• [Required action]
Scan the records below for the word "title". Copy each line where it appears.

• [Information given]

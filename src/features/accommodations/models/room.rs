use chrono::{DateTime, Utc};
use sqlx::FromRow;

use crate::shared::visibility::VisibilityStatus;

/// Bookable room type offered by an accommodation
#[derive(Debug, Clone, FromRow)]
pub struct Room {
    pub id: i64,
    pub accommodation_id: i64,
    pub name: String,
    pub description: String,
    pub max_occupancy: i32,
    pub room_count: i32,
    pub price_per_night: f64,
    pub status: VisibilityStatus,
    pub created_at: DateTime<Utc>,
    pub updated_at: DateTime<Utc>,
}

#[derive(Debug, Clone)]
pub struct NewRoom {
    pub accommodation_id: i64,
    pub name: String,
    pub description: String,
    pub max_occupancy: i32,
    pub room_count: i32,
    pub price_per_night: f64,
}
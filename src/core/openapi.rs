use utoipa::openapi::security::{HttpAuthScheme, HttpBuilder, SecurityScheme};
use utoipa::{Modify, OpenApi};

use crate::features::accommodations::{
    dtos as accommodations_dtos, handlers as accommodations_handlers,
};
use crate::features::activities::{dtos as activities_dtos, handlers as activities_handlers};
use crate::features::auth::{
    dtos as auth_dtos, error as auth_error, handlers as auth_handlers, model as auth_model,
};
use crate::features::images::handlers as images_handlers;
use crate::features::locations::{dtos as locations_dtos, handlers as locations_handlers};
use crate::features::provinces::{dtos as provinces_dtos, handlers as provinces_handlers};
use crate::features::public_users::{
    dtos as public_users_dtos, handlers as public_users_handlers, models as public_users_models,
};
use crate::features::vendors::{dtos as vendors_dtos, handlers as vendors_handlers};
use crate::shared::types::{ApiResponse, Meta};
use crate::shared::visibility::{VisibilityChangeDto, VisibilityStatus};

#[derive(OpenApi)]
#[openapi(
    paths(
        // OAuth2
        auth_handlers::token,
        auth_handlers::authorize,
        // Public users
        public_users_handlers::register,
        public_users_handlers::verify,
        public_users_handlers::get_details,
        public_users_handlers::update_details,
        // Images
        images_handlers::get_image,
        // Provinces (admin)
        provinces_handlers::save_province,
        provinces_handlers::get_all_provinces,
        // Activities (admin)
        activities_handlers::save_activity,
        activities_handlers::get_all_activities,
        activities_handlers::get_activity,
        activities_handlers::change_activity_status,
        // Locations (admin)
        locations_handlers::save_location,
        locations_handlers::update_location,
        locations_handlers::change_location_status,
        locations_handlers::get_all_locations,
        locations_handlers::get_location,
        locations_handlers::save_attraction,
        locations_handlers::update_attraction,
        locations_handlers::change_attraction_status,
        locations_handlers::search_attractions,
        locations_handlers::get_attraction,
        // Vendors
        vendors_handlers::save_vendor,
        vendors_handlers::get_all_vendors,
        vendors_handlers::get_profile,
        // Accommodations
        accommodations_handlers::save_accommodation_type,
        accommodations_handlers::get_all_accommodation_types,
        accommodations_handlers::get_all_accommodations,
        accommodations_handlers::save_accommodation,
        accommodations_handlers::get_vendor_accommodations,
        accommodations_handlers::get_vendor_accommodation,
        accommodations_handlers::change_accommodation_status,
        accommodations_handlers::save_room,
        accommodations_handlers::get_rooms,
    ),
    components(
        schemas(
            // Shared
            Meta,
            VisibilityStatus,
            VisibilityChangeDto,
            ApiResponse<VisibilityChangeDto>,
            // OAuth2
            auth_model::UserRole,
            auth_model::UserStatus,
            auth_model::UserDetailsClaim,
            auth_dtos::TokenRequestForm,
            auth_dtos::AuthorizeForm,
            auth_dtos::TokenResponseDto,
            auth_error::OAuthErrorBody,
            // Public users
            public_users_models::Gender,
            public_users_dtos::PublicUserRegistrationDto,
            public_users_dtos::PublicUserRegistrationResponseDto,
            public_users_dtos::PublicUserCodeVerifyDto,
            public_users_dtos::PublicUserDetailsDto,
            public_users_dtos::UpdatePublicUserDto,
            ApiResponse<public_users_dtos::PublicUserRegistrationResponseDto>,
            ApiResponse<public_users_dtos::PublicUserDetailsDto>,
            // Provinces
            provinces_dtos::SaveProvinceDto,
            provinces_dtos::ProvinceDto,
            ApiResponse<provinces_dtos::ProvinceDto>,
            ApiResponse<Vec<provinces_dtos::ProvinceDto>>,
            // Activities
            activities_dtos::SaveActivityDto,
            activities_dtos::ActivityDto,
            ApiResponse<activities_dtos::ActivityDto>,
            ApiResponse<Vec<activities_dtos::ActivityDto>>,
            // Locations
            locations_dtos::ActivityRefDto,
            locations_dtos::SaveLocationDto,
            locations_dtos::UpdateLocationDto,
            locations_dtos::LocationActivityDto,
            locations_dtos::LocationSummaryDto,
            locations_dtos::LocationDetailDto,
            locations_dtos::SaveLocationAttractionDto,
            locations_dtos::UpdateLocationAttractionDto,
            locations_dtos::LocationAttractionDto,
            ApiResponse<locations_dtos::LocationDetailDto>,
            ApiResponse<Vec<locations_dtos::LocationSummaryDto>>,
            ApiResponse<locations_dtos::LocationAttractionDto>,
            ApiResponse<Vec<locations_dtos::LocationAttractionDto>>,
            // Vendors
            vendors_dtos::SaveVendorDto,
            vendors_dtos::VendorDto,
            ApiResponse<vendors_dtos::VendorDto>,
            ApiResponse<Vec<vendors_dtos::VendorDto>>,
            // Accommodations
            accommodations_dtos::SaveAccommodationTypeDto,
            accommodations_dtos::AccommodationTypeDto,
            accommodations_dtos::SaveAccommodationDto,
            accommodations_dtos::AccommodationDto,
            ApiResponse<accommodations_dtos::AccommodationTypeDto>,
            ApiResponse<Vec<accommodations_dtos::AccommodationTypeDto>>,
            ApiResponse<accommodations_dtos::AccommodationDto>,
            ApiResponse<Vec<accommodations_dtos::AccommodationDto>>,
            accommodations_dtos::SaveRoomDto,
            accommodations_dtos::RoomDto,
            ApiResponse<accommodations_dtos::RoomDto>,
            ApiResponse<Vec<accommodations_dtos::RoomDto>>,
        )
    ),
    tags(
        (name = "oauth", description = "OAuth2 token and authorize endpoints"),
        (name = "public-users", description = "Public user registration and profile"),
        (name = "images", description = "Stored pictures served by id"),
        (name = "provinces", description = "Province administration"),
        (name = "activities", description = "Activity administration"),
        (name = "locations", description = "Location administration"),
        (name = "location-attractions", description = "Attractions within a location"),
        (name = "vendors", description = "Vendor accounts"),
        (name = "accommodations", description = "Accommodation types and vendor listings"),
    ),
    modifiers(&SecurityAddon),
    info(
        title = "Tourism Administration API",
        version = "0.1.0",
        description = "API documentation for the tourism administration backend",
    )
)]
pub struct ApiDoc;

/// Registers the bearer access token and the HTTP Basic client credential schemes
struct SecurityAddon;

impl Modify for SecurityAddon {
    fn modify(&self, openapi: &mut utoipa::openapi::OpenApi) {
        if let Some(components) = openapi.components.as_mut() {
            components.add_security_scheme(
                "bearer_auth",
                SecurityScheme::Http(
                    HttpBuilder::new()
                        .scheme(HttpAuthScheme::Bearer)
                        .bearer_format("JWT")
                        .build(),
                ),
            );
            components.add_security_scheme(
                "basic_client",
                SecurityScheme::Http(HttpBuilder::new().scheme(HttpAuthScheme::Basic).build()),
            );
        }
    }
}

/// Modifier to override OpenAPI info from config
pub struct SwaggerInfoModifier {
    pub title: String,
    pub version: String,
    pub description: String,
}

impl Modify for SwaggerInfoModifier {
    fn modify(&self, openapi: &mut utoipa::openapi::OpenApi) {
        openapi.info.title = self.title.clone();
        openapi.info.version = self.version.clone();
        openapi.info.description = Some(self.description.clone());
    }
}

• [Answer area]
        title = "Tourism Administration API",
    pub title: String,
        openapi.info.title = self.title.clone();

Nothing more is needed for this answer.